I like the rising and the ebbing and the subtle swaying of lines on this poem. It manages to bring about that goodbye without sadness or regret.


----------



## toddm (Apr 10, 2011)

arkayye said:


> I like the rising and the ebbing and the subtle swaying of lines on this poem. It manages to bring about that goodbye without sadness or regret.


 thank you - this was one of those pieces that nearly fell out whole-made, after attending a family funeral and seeing familiar faces I had not seen in many years - it caused a peculiar melancholy to swell up within me, but not wholly sad, as you noted


----------



## Firemajic (May 22, 2011)

I read your work once-real fast-then went back and read it again-slower this time-then went back and read it a third time-slower yet...I was hooked-the subtle underflow of wisdom took my breath away...The last 12 lines were pure genius...
I understand what you mean when you said it "fell out whole".the poem I posted--"Arise my love" was given "birth to"..I grabbed my pen and "purged" myself on paper..love your poem-thank you..


----------



## WCB (May 22, 2011)

Yes, the poem does feel like a person who is looking back on life with a silent reverie one only has after a lifetime of activity.  The 'dimming of the eyes' really brings the whole feel to life. A knowledge that the time to 'move on' is at hand, and feeling pleased and slightly saddened that one has to go.  Good, very good work.


----------



## toddm (May 23, 2011)

Firemajic said:


> I read your work once-real fast-then went back and read it again-slower this time-then went back and read it a third time-slower yet...I was hooked-the subtle underflow of wisdom took my breath away...The last 12 lines were pure genius...


 
wow, thanks - it's nice to have written something that bears repeated readings - 



> I understand what you mean when you said it "fell out whole".the poem I posted--"Arise my love" was given "birth to"..I grabbed my pen and "purged" myself on paper..love your poem-thank you..

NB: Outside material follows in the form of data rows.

//! Gesture tests: pointer events through the game engine.

use rand::SeedableRng;
use rand::rngs::StdRng;
use sliding_tiles::{Cell, Game, GameConfig, Point, TileId};

/// A fresh engine over the default config (4x4, 500px canvas, 125px
/// tiles) with the grid left solved so positions are deterministic.
fn game() -> Game {
    Game::new(GameConfig::default())
}

#[test]
fn test_press_and_release_in_place_changes_nothing() {
    // Pointer-down at the center of tile 1 (cell (0, 0), pixel center
    // (62.5, 62.5)) enters Dragging; releasing without movement must
    // leave the grid unchanged and return the resolver to Idle.
    let mut game = game();
    let before = game.grid().clone();

    let grabbed = game.pointer_down(Point { x: 62.5, y: 62.5 });
    assert_eq!(grabbed, Some(TileId(1)));
    assert!(game.is_dragging());

    assert_eq!(game.pointer_up(), None);
    assert!(!game.is_dragging());
    assert_eq!(game.grid(), &before);
    assert_eq!(game.moves(), 0);
}

#[test]
fn test_full_drag_commits_one_move() {
    // Tile 15 rests at (2, 3), center (312.5, 437.5); the empty cell is
    // its right neighbor.
    let mut game = game();
    game.pointer_down(Point { x: 312.5, y: 437.5 });
    game.pointer_move(Point { x: 437.5, y: 437.5 });
    let moved = game.pointer_up();

    assert_eq!(moved, Some(TileId(15)));
    assert_eq!(
        game.grid().locate(TileId(15)).unwrap(),
        Cell { col: 3, row: 3 }
    );
    assert_eq!(game.grid().empty_cell(), Cell { col: 2, row: 3 });
    assert_eq!(game.moves(), 1);
    assert!(!game.is_won());
}

#[test]
fn test_commit_is_read_from_final_position_not_distance() {
    // Dragging just past the cell boundary (70px of a 125px tile) is
    // enough: the destination comes from where the tile ended up, not
    // from how far the pointer traveled.
    let mut game = game();
    game.pointer_down(Point { x: 312.5, y: 437.5 });
    game.pointer_move(Point { x: 382.5, y: 437.5 });
    assert_eq!(game.pointer_up(), Some(TileId(15)));
    assert_eq!(game.grid().empty_cell(), Cell { col: 2, row: 3 });
}

#[test]
fn test_short_drag_snaps_back() {
    // 30px of travel keeps the tile center inside its origin cell, so
    // the gesture is abandoned on release.
    let mut game = game();
    let before = game.grid().clone();
    game.pointer_down(Point { x: 312.5, y: 437.5 });
    game.pointer_move(Point { x: 342.5, y: 437.5 });
    assert_eq!(game.pointer_up(), None);
    assert_eq!(game.grid(), &before);
    assert_eq!(game.moves(), 0);
}

#[test]
fn test_drag_away_from_empty_is_pinned() {
    // Tile 15 can only move right (the empty cell is at (3, 3)). A
    // leftward gesture must not displace it, and release must not
    // change the board.
    let mut game = game();
    let before = game.grid().clone();
    game.pointer_down(Point { x: 312.5, y: 437.5 });
    game.pointer_move(Point { x: 100.0, y: 437.5 });
    assert_eq!(game.pointer_up(), None);
    assert_eq!(game.grid(), &before);
}

#[test]
fn test_vertical_drag_commits() {
    // Tile 12 rests at (3, 2), directly above the empty cell.
    let mut game = game();
    game.pointer_down(Point { x: 437.5, y: 312.5 });
    game.pointer_move(Point { x: 437.5, y: 437.5 });
    assert_eq!(game.pointer_up(), Some(TileId(12)));
    assert_eq!(
        game.grid().locate(TileId(12)).unwrap(),
        Cell { col: 3, row: 3 }
    );
    assert_eq!(game.grid().empty_cell(), Cell { col: 3, row: 2 });
}

#[test]
fn test_pointer_down_on_empty_cell_is_a_noop() {
    let mut game = game();
    assert_eq!(game.pointer_down(Point { x: 437.5, y: 437.5 }), None);
    assert!(!game.is_dragging());
}

#[test]
fn test_pointer_down_off_canvas_is_a_noop() {
    let mut game = game();
    assert_eq!(game.pointer_down(Point { x: 600.0, y: 50.0 }), None);
    assert_eq!(game.pointer_down(Point { x: -10.0, y: 50.0 }), None);
    assert!(!game.is_dragging());
}

#[test]
fn test_pointer_up_while_idle_is_a_noop() {
    let mut game = game();
    assert_eq!(game.pointer_up(), None);
    assert_eq!(game.moves(), 0);
}

#[test]
fn test_drag_there_and_back_restores_the_win() {
    // Slide tile 15 into the gap, then slide it home again: the board
    // must be solved once more and both moves counted.
    let mut game = game();
    game.pointer_down(Point { x: 312.5, y: 437.5 });
    game.pointer_move(Point { x: 437.5, y: 437.5 });
    game.pointer_up();
    assert!(!game.is_won());

    game.pointer_down(Point { x: 437.5, y: 437.5 });
    game.pointer_move(Point { x: 312.5, y: 437.5 });
    assert_eq!(game.pointer_up(), Some(TileId(15)));
    assert!(game.is_won());
    assert_eq!(game.moves(), 2);
}

#[test]
fn test_scramble_then_restart_resets_move_counter() {
    let mut game = game();
    let mut rng = StdRng::seed_from_u64(9);
    game.scramble(&mut rng);

    // Commit one move if the scramble left one available; either way
    // restart must zero the counter.
    game.pointer_down(Point { x: 312.5, y: 437.5 });
    game.pointer_move(Point { x: 437.5, y: 437.5 });
    game.pointer_up();

    game.restart(&mut rng);
    assert_eq!(game.moves(), 0);
    assert!(!game.is_dragging());
}

#[test]
fn test_placements_track_an_active_drag() {
    let mut game = game();
    game.pointer_down(Point { x: 312.5, y: 437.5 });
    game.pointer_move(Point { x: 352.5, y: 437.5 });

    let placements = game.placements();
    assert_eq!(placements.len(), 15);
    let dragged = placements.last().unwrap();
    assert_eq!(dragged.tile, TileId(15));
    assert!(dragged.selected);
    assert_eq!(dragged.center.x, 352.5);
    assert_eq!(dragged.center.y, 437.5);
    assert_eq!(placements.iter().filter(|p| p.selected).count(), 1);
}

it's nice when that happens, like the mind and heart are firing as one
thanks again
---todd


----------



## toddm (May 23, 2011)

WCB said:


> Yes, the poem does feel like a person who is looking back on life with a silent reverie one only has after a lifetime of activity. The 'dimming of the eyes' really brings the whole feel to life. A knowledge that the time to 'move on' is at hand, and feeling pleased and slightly saddened that one has to go. Good, very good work.



thanks, glad you liked it - sounds like you got what I intended in these verses
---todd


----------



## Trides (Jun 4, 2011)

Bunch of different images here--the shore, the seabed, the people, the land. Love all this depressing grey, death, dryness, stone and "somber winter-frost." Wish I'd written it.


----------



## toddm (Jun 5, 2011)

Trides said:


> Bunch of different images here--the shore, the seabed, the people, the land. Love all this depressing grey, death, dryness, stone and "somber winter-frost." Wish I'd written it.



I appreciate the compliment - I am partial to melancholic scenes and moods myself - also partial to the term "melancholy" rather than "depressing" : )

---todd


----------



## Trides (Jun 5, 2011)

Eh, I like "melancholy" but I prefer "depressing," mostly because people call _me_ "depressing," so I have begun to think of anything "depressing" as familiar and benign... quite different from its actual meaning


----------



## toddm (Jun 5, 2011)

Trides said:


> Eh, I like "melancholy" but I prefer "depressing," mostly because people call _me_ "depressing," so I have begun to think of anything "depressing" as familiar and benign... quite different from its actual meaning



Many people I know equate melancholy with depression, but they are quite different in my mind - depression is a debilitating mental health condition, melancholy is more of a personality trait that has its positives and negatives like any of the other personality traits people have - then there is the very pleasant state of melancholy, akin to nostalgia and that unnameable longing for that which has no name...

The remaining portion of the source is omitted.